▶ Problem to work on
Scan the data below for lines holding the word "Some", and copy each line found.

_ _ _

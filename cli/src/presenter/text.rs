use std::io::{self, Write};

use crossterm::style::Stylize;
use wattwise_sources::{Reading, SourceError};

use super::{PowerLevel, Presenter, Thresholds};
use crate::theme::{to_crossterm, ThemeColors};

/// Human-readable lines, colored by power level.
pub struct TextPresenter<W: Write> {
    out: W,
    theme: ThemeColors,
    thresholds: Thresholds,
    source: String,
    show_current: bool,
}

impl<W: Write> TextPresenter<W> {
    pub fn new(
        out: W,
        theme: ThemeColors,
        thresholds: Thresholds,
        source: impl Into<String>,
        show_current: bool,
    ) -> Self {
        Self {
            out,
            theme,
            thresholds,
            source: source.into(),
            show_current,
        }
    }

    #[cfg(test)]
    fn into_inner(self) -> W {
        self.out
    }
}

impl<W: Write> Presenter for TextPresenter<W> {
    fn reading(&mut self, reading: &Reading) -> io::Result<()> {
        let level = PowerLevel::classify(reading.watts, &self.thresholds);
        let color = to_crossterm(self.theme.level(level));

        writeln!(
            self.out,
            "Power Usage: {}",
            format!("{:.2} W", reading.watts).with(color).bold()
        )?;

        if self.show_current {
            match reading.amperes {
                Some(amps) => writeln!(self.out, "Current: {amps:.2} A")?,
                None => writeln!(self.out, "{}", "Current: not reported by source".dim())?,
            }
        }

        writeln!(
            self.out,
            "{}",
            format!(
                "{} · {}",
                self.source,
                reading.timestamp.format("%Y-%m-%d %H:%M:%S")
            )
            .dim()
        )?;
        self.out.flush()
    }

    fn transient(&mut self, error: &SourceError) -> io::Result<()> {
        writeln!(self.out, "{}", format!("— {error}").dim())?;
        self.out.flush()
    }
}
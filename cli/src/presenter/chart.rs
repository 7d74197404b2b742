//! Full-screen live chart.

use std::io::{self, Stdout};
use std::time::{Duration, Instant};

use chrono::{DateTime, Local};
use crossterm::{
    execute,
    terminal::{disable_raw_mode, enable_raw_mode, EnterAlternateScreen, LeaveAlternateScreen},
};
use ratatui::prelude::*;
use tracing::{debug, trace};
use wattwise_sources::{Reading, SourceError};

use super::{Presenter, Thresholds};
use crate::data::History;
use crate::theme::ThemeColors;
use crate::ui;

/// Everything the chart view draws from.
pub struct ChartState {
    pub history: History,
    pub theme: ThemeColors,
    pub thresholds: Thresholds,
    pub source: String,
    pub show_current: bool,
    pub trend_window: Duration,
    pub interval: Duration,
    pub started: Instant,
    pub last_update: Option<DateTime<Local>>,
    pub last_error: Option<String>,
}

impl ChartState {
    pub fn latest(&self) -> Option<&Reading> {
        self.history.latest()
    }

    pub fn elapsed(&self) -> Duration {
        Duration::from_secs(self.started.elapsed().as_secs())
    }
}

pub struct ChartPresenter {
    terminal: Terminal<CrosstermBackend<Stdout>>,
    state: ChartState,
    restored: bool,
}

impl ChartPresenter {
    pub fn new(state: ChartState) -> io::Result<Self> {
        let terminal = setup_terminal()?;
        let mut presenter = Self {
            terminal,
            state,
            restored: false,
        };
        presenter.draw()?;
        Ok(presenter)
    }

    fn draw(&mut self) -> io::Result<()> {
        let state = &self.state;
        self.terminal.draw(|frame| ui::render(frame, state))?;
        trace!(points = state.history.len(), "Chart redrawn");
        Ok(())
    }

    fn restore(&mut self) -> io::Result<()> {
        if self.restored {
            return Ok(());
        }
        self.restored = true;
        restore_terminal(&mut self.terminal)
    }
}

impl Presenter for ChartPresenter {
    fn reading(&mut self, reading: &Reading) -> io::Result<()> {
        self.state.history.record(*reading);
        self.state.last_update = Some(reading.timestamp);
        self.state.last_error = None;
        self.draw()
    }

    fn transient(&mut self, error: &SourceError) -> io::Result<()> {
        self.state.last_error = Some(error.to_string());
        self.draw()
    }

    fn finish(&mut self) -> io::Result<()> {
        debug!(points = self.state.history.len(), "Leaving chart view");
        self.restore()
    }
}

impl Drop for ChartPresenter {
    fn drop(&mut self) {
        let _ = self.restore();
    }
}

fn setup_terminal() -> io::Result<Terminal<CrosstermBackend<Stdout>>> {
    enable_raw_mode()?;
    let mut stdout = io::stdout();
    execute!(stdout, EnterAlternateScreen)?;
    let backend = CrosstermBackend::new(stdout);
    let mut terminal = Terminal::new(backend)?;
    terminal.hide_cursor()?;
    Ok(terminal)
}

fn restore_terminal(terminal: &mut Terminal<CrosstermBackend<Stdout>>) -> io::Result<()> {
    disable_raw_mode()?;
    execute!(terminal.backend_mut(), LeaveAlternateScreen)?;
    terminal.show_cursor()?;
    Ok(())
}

_ _ _

▶ Answer space
                Some(amps) => writeln!(self.out, "Current: {amps:.2} A")?,
        self.state.last_update = Some(reading.timestamp);
        self.state.last_error = Some(error.to_string());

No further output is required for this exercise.